Production-like Airflow Development Environment on Minikube
This is a everything you need to deploy Airflow on minikube.
The default setup is using local logging with an NFS server.
Image names are: localhost:5000/base and localhost:5000/dag-img.
We are using local image registry.
The cli tool only helps with the AWS credentials setup and deployment related thing. For gcp auth there is a minikube add-on. Also the run minikube with local registry part should be done by you. After that open a new tab and run the following.
When you enable the registry addon you will get a message something like this:
Registry addon on with docker uses 55005 please use that instead of default 5000
In this case you should use the 55005 in the next command
docker run --rm -it --network=host alpine ash -c "apk add socat && socat TCP-LISTEN:5000,reuseaddr,fork TCP:$(minikube ip):paste-port-number-here"
Please note that this command should run in a separate terminal window in an interactive way !! Otherwise you won't be able to push images to this local registry.

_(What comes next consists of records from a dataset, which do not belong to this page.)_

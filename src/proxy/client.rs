//! The `Completer` the retry engine drives for `CLI_PROXY` bindings: a
//! thin HTTP client against this crate's own proxy endpoint (§4.5, §1 —
//! "the CLI-subprocess proxy's HTTP endpoint is this crate's own").

use crate::errors::{ErrorKind, GatewayError};
use crate::model::ProviderResponse;
use crate::provider::{Completer, CompletionRequest};
use crate::utils::http::default_http_client;
use async_trait::async_trait;
use reqwest::Client;
use reqwest::StatusCode;
use serde_json::{Map, Value};

/// Issues `POST {base_url}/v1/chat/completions` against a (possibly remote)
/// instance of this crate's own proxy server.
pub struct CliProxyCompleter {
    client: Client,
    base_url: String,
}

impl CliProxyCompleter {
    pub fn new(base_url: impl Into<String>) -> Self {
        Self {
            client: default_http_client(),
            base_url: base_url.into(),
        }
    }
}

fn request_body(request: &CompletionRequest) -> Value {
    let mut body: Map<String, Value> = request.params.clone();
    body.insert("model".into(), Value::String(request.model.clone()));
    body.insert(
        "messages".into(),
        serde_json::to_value(&request.messages).unwrap_or(Value::Array(vec![])),
    );
    if let Some(mcp) = &request.mcp_config {
        body.insert("mcp_config".into(), mcp.clone());
    }
    Value::Object(body)
}

#[async_trait]
impl Completer for CliProxyCompleter {
    async fn complete(&self, request: CompletionRequest) -> Result<ProviderResponse, GatewayError> {
        let url = format!("{}/v1/chat/completions", self.base_url.trim_end_matches('/'));
        let resp = self
            .client
            .post(&url)
            .json(&request_body(&request))
            .send()
            .await
            .map_err(|e| classify_transport_error(&e))?;

        let status = resp.status();
        if status == StatusCode::REQUEST_TIMEOUT || status == StatusCode::GATEWAY_TIMEOUT {
            return Err(GatewayError::new(ErrorKind::Timeout, "CLI proxy reported a timeout"));
        }
        if status == StatusCode::SERVICE_UNAVAILABLE {
            let detail = resp.text().await.unwrap_or_default();
            return Err(GatewayError::new(ErrorKind::ProviderUnavailable, detail));
        }
        if status == StatusCode::BAD_REQUEST {
            let detail = resp.text().await.unwrap_or_default();
            return Err(GatewayError::bad_request(detail));
        }
        if !status.is_success() {
            let detail = resp.text().await.unwrap_or_default();
            return Err(GatewayError::new(
                ErrorKind::ProviderUnavailable,
                format!("CLI proxy returned {status}: {detail}"),
            ));
        }

        resp.json::<ProviderResponse>()
            .await
            .map_err(|e| GatewayError::internal(format!("failed to decode CLI proxy response: {e}")))
    }
}

fn classify_transport_error(e: &reqwest::Error) -> GatewayError {
    if e.is_timeout() {
        GatewayError::new(ErrorKind::Timeout, e.to_string())
    } else if e.is_connect() {
        GatewayError::new(ErrorKind::ProviderUnavailable, e.to_string())
    } else {
        GatewayError::internal(e.to_string())
    }
}
use super::*;
use crate::model::{Choice, Usage};

fn sample_config() -> CallConfig {
    CallConfig {
        model: "gpt-4".to_string(),
        messages: vec![crate::model::Message::user("hi")],
        question: None,
        response_format: None,
        temperature: None,
        max_tokens: None,
        stream: None,
        stop: None,
        validation: vec![],
        retry_config: crate::model::RetryConfig::default(),
        mcp_config: None,
        wait_for_completion: true,
    }
}

fn sample_response() -> ProviderResponse {
    ProviderResponse {
        id: "r1".to_string(),
        created_ts: 1.0,
        model: "gpt-4".to_string(),
        choices: vec![Choice {
            index: 0,
            message: crate::model::Message::assistant_text("done"),
            finish_reason: "stop".to_string(),
        }],
        usage: Usage::default(),
    }
}

#[test]
fn insert_then_get_round_trips_a_pending_task() {
    let store = TaskStore::open_in_memory().unwrap();
    store.insert_pending("t1", &sample_config(), 100.0).unwrap();
    let task = store.get("t1").unwrap().unwrap();
    assert_eq!(task.status, TaskStatus::Pending);
    assert_eq!(task.config.model, "gpt-4");
    assert!(task.result.is_none());
}

#[test]
fn get_returns_none_for_unknown_task_id() {
    let store = TaskStore::open_in_memory().unwrap();
    assert!(store.get("missing").unwrap().is_none());
}

#[test]
fn update_status_to_completed_preserves_prior_columns_not_passed() {
    let store = TaskStore::open_in_memory().unwrap();
    store.insert_pending("t1", &sample_config(), 100.0).unwrap();
    let applied = store
        .update_status(
            "t1",
            TaskStatus::Pending,
            TaskStatus::Running,
            Some(101.0),
            None,
            None,
            None,
            Some("starting"),
        )
        .unwrap();
    assert!(applied);
    let applied = store
        .update_status(
            "t1",
            TaskStatus::Running,
            TaskStatus::Completed,
            None,
            Some(105.0),
            Some(&sample_response()),
            None,
            None,
        )
        .unwrap();
    assert!(applied);

    let task = store.get("t1").unwrap().unwrap();
    assert_eq!(task.status, TaskStatus::Completed);
    assert_eq!(task.started_ts, Some(101.0));
    assert_eq!(task.completed_ts, Some(105.0));
    assert_eq!(task.result.unwrap().primary_text(), "done");
    assert_eq!(task.progress.as_deref(), Some("starting"));
}

#[test]
fn update_status_is_a_noop_when_the_expected_prior_status_does_not_match() {
    let store = TaskStore::open_in_memory().unwrap();
    store.insert_pending("t1", &sample_config(), 100.0).unwrap();

    // t1 is still Pending; claiming it was Running (as a racing writer
    // might) must not apply and must be observable as a conflict.
    let applied = store
        .update_status("t1", TaskStatus::Running, TaskStatus::Completed, None, Some(105.0), None, None, None)
        .unwrap();
    assert!(!applied);

    let task = store.get("t1").unwrap().unwrap();
    assert_eq!(task.status, TaskStatus::Pending);
    assert!(task.completed_ts.is_none());
}

#[test]
fn list_by_statuses_filters_correctly() {
    let store = TaskStore::open_in_memory().unwrap();
    store.insert_pending("pending-1", &sample_config(), 1.0).unwrap();
    store.insert_pending("running-1", &sample_config(), 2.0).unwrap();
    store
        .update_status("running-1", TaskStatus::Pending, TaskStatus::Running, Some(2.5), None, None, None, None)
        .unwrap();

    let active = store.list_by_statuses(&[TaskStatus::Pending, TaskStatus::Running]).unwrap();
    assert_eq!(active.len(), 2);

    let running_only = store.list_by_statuses(&[TaskStatus::Running]).unwrap();
    assert_eq!(running_only.len(), 1);
    assert_eq!(running_only[0].task_id, "running-1");
}

#[test]
fn sweep_running_to_failed_marks_lost_tasks() {
    let store = TaskStore::open_in_memory().unwrap();
    store.insert_pending("t1", &sample_config(), 1.0).unwrap();
    store
        .update_status("t1", TaskStatus::Pending, TaskStatus::Running, Some(1.5), None, None, None, None)
        .unwrap();

    let count = store.sweep_running_to_failed(10.0).unwrap();
    assert_eq!(count, 1);

    let task = store.get("t1").unwrap().unwrap();
    assert_eq!(task.status, TaskStatus::Failed);
    assert_eq!(task.error.unwrap().detail, "lost across restart");
}

#[test]
fn sweep_running_to_failed_does_not_touch_pending_or_terminal_rows() {
    let store = TaskStore::open_in_memory().unwrap();
    store.insert_pending("pending-1", &sample_config(), 1.0).unwrap();
    let count = store.sweep_running_to_failed(10.0).unwrap();
    assert_eq!(count, 0);
    assert_eq!(store.get("pending-1").unwrap().unwrap().status, TaskStatus::Pending);
}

Airflow UI password can be found in helm/files/secrets/airflow/AFPW
Run Minikube with local registry
Start Minikube in the default way
minikube start --insecure-registry "10.0.0.0/24"
Enable registry add-on
minikube addons enable registry
From here you can copy files and set AWS creds manually or use the cli tool
CLI Usage
Go to the airflow-on-minikube folder in the terminal and type
python main.py --help
With the help of the cli tool you can set aws creds, deploy everything with the base setup, copy dag/project/requirements files and change image on the cluster after you modified any of your project/dag files with only one command.
Important to check the copied files especially the dag files since this deployment created a namespace called development and deploys everything there. Which mean you have to change the namespace in the KubernetesPodOperator. Also now the image is called: localhost:5000/dag-img.
Set up everyhting by hand
Go to the docker/base and build the base img after that go to docker/dag and build the dag image
Before you build the your dag image don't forget to add/change the first line to this: FROM localhost:5000/base
cd airflow-on-minikube/docker/base
docker build -t localhost:5000/base .
cd ../dag
docker build -t localhost:5000/dag-img .
After enabling the registry add-on you can see a port number that will be this var {coming from current setup}. Important note: this only works for mac. For windows please check out this page: https://minikube.sigs.k8s.io/docs/handbook/registry/
docker run --rm -it --network=host alpine ash -c "apk add socat && socat TCP-LISTEN:5000,reuseaddr,fork TCP:$(minikube ip):{coming from current setup}"
Push the images to the local registry
docker push localhost:5000/base
docker push localhost:5000/dag-img
Create namespace for dev
kubectl create namespace development
Deploy the PostgreSQL service to create the metadat-databse for Airflow
kubectl apply -f postgres/ --namespace development
Logging
Choose according to your preference. By default the local logging option is used since this is a development environment. In case you want to use Cloud logging please check the local-logging folder readme file to delete the mentioned code parts from the deployment.yml file and also modify the airflow.cfg file inside the docker/base folder.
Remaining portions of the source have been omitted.